Task item
Using the records below, copy every line that holds the string "Mutex".

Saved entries
[Start of Attachment]
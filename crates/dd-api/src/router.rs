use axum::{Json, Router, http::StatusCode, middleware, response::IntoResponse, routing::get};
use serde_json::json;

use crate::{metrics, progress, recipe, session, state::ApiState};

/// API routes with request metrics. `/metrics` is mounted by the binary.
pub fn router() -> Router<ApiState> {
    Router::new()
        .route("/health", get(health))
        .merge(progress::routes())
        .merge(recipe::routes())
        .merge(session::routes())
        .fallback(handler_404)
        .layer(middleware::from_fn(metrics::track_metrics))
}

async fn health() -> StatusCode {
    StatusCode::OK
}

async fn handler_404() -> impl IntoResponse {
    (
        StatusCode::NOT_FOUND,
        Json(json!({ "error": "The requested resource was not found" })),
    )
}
[End of Attachment]
[Start of Attachment]
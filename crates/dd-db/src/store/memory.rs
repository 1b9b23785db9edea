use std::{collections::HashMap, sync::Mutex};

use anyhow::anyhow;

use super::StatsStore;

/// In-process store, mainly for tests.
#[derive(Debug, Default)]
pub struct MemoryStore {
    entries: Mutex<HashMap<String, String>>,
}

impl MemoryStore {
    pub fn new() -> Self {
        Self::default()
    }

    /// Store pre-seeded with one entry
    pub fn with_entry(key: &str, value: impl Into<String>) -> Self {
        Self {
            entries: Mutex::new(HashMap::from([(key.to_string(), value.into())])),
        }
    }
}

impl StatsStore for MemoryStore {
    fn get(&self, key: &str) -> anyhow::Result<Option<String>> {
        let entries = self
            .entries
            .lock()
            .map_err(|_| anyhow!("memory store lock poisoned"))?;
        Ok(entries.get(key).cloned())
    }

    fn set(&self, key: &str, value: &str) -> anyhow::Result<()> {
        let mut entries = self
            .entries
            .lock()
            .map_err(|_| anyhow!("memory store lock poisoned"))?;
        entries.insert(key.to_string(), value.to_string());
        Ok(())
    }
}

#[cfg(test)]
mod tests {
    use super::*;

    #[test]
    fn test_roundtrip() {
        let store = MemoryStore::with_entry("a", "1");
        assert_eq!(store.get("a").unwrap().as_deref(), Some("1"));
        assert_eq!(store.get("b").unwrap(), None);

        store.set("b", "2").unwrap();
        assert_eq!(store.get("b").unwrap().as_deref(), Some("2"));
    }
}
[End of Attachment]
Answer box
use std::{collections::HashMap, sync::Mutex};
    entries: Mutex<HashMap<String, String>>,
            entries: Mutex::new(HashMap::from([(key.to_string(), value.into())])),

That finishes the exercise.